**YOUR OBJECTIVE:**
Your answer should be one number, namely how many lines in the listing below include the word "failed".

**MATERIAL FOR THE TASK:**
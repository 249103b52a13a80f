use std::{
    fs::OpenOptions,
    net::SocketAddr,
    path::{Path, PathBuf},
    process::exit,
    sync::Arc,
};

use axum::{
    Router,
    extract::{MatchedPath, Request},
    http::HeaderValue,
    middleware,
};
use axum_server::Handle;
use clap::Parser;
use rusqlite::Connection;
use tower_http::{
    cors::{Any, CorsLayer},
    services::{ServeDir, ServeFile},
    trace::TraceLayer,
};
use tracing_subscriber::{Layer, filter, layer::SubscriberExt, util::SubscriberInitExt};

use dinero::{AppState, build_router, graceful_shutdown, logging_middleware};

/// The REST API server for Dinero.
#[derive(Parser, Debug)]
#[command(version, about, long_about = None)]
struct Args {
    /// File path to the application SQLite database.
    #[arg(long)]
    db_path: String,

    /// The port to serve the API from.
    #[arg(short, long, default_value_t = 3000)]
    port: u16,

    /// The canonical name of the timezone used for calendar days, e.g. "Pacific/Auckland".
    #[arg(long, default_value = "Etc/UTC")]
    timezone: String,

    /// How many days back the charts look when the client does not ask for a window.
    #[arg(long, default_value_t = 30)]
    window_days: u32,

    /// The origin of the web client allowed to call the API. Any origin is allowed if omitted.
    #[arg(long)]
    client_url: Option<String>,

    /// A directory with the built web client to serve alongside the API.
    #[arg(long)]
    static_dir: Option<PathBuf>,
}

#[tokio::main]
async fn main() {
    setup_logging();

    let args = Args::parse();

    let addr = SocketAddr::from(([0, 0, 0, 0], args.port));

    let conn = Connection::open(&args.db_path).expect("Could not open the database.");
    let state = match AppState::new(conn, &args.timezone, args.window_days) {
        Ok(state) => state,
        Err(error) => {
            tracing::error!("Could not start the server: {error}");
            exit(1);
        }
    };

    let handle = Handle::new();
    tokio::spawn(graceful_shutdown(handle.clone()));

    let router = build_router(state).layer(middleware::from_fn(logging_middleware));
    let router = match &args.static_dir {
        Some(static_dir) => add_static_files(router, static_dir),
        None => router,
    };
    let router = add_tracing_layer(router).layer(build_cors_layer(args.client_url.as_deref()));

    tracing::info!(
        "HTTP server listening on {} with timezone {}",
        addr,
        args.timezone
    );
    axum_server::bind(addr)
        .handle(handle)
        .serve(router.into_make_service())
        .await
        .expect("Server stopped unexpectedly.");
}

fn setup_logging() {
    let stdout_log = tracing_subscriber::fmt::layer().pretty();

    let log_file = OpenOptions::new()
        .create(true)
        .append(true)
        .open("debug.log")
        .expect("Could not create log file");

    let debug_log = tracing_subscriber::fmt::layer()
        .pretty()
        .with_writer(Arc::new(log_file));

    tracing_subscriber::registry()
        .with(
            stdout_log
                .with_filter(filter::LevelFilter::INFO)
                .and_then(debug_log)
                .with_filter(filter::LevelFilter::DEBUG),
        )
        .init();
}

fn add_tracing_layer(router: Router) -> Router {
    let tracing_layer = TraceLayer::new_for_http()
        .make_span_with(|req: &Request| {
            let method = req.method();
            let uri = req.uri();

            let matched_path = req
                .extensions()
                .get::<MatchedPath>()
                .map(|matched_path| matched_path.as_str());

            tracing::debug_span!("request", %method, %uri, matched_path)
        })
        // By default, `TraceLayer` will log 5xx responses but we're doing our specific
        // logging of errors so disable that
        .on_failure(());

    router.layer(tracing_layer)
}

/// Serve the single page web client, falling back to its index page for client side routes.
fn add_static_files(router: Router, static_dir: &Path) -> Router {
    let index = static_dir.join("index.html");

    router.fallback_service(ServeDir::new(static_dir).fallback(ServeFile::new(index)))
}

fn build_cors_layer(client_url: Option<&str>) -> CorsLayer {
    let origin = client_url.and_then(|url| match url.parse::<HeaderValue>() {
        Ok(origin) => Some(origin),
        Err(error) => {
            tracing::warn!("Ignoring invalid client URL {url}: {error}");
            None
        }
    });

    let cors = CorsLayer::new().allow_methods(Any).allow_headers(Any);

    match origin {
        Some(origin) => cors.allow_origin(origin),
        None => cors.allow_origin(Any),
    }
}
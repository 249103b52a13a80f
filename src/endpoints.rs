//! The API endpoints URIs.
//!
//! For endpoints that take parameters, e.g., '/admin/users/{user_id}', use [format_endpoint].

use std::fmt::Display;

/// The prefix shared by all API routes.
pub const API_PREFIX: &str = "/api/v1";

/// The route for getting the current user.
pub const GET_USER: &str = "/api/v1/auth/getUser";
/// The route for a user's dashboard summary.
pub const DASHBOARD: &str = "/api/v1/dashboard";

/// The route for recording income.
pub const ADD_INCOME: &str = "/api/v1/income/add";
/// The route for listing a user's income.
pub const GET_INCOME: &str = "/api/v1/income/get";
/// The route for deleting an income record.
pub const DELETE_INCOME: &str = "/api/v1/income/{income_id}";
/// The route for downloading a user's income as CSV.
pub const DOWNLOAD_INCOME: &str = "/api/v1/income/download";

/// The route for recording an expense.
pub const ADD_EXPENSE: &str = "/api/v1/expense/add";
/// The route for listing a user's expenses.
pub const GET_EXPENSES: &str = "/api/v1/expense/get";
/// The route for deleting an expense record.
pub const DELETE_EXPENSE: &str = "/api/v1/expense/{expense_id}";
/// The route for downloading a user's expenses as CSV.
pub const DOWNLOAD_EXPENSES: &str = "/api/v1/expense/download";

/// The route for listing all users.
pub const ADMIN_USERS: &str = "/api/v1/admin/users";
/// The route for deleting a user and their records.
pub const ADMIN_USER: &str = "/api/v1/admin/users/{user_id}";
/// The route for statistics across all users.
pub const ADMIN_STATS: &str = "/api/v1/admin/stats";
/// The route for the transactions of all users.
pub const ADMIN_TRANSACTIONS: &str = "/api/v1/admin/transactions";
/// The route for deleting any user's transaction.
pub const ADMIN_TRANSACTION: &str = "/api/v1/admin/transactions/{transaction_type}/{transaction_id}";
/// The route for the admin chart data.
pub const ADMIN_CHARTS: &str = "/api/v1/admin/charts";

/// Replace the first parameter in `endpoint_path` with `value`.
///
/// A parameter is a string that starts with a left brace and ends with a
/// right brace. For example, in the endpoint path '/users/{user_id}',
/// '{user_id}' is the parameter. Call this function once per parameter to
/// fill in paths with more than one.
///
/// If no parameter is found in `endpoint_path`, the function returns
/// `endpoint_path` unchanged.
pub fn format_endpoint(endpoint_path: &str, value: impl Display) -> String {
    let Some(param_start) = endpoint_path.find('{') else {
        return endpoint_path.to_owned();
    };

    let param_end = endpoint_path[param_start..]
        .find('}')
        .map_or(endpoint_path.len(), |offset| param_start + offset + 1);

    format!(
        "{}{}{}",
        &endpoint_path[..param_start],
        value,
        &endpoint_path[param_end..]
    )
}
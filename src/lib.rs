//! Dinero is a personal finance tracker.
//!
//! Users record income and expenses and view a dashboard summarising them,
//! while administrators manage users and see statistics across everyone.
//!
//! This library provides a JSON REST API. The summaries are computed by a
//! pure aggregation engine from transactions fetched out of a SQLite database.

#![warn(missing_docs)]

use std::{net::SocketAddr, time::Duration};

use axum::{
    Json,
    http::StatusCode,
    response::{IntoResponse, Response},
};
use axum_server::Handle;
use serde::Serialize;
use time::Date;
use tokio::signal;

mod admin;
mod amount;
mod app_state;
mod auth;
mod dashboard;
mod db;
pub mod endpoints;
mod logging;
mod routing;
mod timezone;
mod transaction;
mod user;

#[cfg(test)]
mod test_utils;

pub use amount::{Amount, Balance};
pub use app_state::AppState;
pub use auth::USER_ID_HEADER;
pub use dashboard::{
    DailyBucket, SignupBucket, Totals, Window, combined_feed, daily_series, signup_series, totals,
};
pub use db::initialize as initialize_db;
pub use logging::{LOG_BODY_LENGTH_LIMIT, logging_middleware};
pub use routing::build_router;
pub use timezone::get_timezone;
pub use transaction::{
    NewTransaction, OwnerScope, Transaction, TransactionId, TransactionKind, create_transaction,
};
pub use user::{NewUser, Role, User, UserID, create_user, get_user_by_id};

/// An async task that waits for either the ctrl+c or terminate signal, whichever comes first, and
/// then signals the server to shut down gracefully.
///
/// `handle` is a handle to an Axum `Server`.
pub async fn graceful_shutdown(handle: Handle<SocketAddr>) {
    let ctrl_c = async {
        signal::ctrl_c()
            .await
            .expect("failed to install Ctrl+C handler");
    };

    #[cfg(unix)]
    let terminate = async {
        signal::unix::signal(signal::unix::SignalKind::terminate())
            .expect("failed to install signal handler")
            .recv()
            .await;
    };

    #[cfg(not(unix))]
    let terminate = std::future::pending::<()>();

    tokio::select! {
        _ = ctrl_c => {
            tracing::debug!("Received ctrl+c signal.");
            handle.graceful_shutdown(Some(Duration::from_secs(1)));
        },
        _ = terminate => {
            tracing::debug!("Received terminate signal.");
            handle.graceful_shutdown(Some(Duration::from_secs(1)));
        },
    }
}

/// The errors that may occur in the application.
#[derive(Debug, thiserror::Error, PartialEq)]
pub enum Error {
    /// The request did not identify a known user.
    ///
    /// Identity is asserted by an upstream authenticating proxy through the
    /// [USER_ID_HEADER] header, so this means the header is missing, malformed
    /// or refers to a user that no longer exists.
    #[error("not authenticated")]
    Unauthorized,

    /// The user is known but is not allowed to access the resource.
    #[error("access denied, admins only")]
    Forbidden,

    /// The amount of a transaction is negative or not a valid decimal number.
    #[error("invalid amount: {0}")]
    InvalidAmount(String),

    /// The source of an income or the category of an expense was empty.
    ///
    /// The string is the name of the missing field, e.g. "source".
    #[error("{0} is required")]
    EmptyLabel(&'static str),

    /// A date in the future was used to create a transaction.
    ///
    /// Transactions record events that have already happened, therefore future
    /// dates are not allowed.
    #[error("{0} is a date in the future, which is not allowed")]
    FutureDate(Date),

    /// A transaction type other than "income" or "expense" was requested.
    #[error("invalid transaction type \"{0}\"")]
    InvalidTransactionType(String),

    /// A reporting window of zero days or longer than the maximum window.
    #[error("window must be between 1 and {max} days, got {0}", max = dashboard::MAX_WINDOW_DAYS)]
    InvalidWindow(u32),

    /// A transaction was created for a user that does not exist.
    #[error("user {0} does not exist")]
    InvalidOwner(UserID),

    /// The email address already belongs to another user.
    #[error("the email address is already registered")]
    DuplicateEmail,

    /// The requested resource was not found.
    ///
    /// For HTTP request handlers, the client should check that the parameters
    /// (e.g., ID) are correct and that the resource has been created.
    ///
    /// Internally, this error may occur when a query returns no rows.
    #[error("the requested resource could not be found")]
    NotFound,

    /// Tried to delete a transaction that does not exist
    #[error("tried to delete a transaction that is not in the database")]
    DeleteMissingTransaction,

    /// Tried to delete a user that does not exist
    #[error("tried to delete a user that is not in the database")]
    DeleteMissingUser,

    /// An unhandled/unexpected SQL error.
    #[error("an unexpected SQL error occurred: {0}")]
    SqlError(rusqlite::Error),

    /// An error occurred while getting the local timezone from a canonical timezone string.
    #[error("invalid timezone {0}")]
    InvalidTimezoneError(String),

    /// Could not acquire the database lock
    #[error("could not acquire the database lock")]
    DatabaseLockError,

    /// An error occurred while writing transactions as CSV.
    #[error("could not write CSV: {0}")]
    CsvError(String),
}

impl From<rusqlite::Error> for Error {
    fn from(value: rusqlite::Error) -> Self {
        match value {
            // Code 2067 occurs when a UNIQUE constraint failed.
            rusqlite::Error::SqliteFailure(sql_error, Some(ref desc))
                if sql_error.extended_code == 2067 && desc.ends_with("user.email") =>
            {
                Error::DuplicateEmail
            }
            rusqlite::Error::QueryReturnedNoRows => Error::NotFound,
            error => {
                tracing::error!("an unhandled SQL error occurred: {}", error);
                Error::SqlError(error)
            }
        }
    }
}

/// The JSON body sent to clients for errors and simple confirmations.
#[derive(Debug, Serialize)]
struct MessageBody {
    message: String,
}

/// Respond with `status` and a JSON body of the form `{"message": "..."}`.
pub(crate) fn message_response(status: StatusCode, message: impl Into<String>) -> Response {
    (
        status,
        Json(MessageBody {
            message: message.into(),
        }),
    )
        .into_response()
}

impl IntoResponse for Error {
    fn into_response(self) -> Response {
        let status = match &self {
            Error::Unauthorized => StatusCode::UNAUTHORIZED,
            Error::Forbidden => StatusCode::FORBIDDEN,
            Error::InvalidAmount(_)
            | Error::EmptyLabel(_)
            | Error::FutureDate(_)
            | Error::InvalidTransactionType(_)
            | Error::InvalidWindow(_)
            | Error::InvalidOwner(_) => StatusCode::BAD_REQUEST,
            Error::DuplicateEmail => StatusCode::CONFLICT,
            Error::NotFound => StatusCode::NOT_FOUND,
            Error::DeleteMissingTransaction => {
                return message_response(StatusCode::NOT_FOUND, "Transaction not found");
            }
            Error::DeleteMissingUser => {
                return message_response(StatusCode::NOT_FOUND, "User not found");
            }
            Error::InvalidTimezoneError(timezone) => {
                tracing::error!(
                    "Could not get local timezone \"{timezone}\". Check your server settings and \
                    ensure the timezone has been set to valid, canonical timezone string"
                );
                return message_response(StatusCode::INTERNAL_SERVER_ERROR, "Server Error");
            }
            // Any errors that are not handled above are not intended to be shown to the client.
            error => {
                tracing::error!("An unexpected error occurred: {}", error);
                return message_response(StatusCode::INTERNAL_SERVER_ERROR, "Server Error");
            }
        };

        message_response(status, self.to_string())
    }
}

**TASK RESPONSE:**
3